Page 5 of In Order to Live


  In the classroom every subject we learned—math, science, reading, music—was delivered with a dose of propaganda. Kim Il Sung’s son, our Dear Leader Kim Jong Il, showed incredible loyalty to his father, and this was an example for schoolchildren. In class we read a textbook about how Kim Il Sung was so busy leading our nation that he would have to read documents while riding in his car. But this was hard because the road was bumpy and the pages would shake. But when Kim Jong Il was very young, he managed to cover the road with loads of sand to make the ride smooth and comfortable for his father.

  Our Dear Leader had mystical powers. His biography said he could control the weather with his thoughts, and that he wrote fifteen hundred books during his three years at Kim Il Sung University. Even when he was a child he was an amazing tactician, and when he played military games, his team always won because he came up with brilliant new strategies every time. That story inspired my classmates in Hyesan to play military games, too. But nobody ever wanted to be on the American imperialist team, because they would always have to lose the battle.

  In school, we sang a song about Kim Jong Il and how he worked so hard to give our laborers on-the-spot instruction as he traveled around the country, sleeping in his car and eating only small meals of rice balls. “Please, please, Dear Leader, take a good rest for us!” we sang through our tears. “We are all crying for you.”

  This worship of the Kims was reinforced in documentaries, movies, and shows broadcast by the single, state-run television station. Whenever the Leaders’ smiling pictures appeared on the screen, stirring sentimental music would build in the background. It made me so emotional every time. North Koreans are raised to venerate our fathers and our elders; it’s part of the culture we inherited from Confucianism. And so in our collective minds, Kim Il Sung was our beloved grandfather and Kim Jong Il was our father.

  Once I even dreamed about Kim Jong Il. He was smiling and hugging me and giving me candy. I woke up so happy, and for a long time the memory of that dream was the biggest joy in my life.

  Jang Jin Sung, a famous North Korea defector and former poet laureate who worked in North Korea’s propaganda bureau, calls this phenomenon “emotional dictatorship.” In North Korea, it’s not enough for the government to control where you go, what you learn, where you work, and what you say. They need to control you through your emotions, making you a slave to the state by destroying your individuality, and your ability to react to situations based on your own experience of the world.

  This dictatorship, both emotional and physical, is reinforced in every aspect of your life. In fact, the indoctrination starts as soon as you learn to talk and are taken on your mother’s back to the inminban meetings everybody in North Korea has to attend at least once a week. You learn that your friends are your “comrades” and that is how you address one another. You are taught to think with one mind.

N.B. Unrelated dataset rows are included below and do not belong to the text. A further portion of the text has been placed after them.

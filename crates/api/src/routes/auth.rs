//! Route definitions for the `/auth` resource.

use axum::routing::post;
use axum::Router;

use crate::handlers::auth;
use crate::state::AppState;

/// Routes mounted at `/auth`.
///
/// ```text
/// POST /login    -> login
/// POST /refresh  -> refresh
/// POST /logout   -> logout (requires auth)
/// ```
pub fn router() -> Router<AppState> {
    Router::new()
        .route("/login", post(auth::login))
        .route("/refresh", post(auth::refresh))
        .route("/logout", post(auth::logout))
}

  As soon as you are in school you are drilled in the 10 Principles of the regime, like the Ten Commandments of the Bible. (Number 1: “We must give our all in the struggle to unify the entire society with the revolutionary ideology of the Great Leader comrade Kim Il Sung.” Number 2: “Respect the Great Leader respected comrade Kim Il Sung with the utmost loyalty.” . . . Number 10: “We must pass down the great achievements of Great Leader comrade Kim Il Sung’s revolution from generation to generation, inheriting and completing it to the end.”) You learn the principle of juche, or national self-determination. And you are taught to hate the enemies of the state with a burning passion.

  Our classrooms and schoolbooks were plastered with images of grotesque American GIs with blue eyes and huge noses executing civilians or being vanquished with spears and bayonets by brave young Korean children. Sometimes during recess from school we lined up to take turns beating or stabbing dummies dressed up like American soldiers. I was so scared that the Yankee devils would attack us again and torture me to death in the most evil way.

  In second grade we were taught simple math, but not the way it is taught in other countries. In North Korea, even arithmetic is a propaganda tool. A typical problem would go like this: “If you kill one American bastard and your comrade kills two, how many dead American bastards do you have?”

  We could never just say “American”—that would be too respectful. It had to be “American bastard,” “Yankee devil,” or “big-nosed Yankee.” If you didn’t say it, you would be criticized for being too soft on our enemies.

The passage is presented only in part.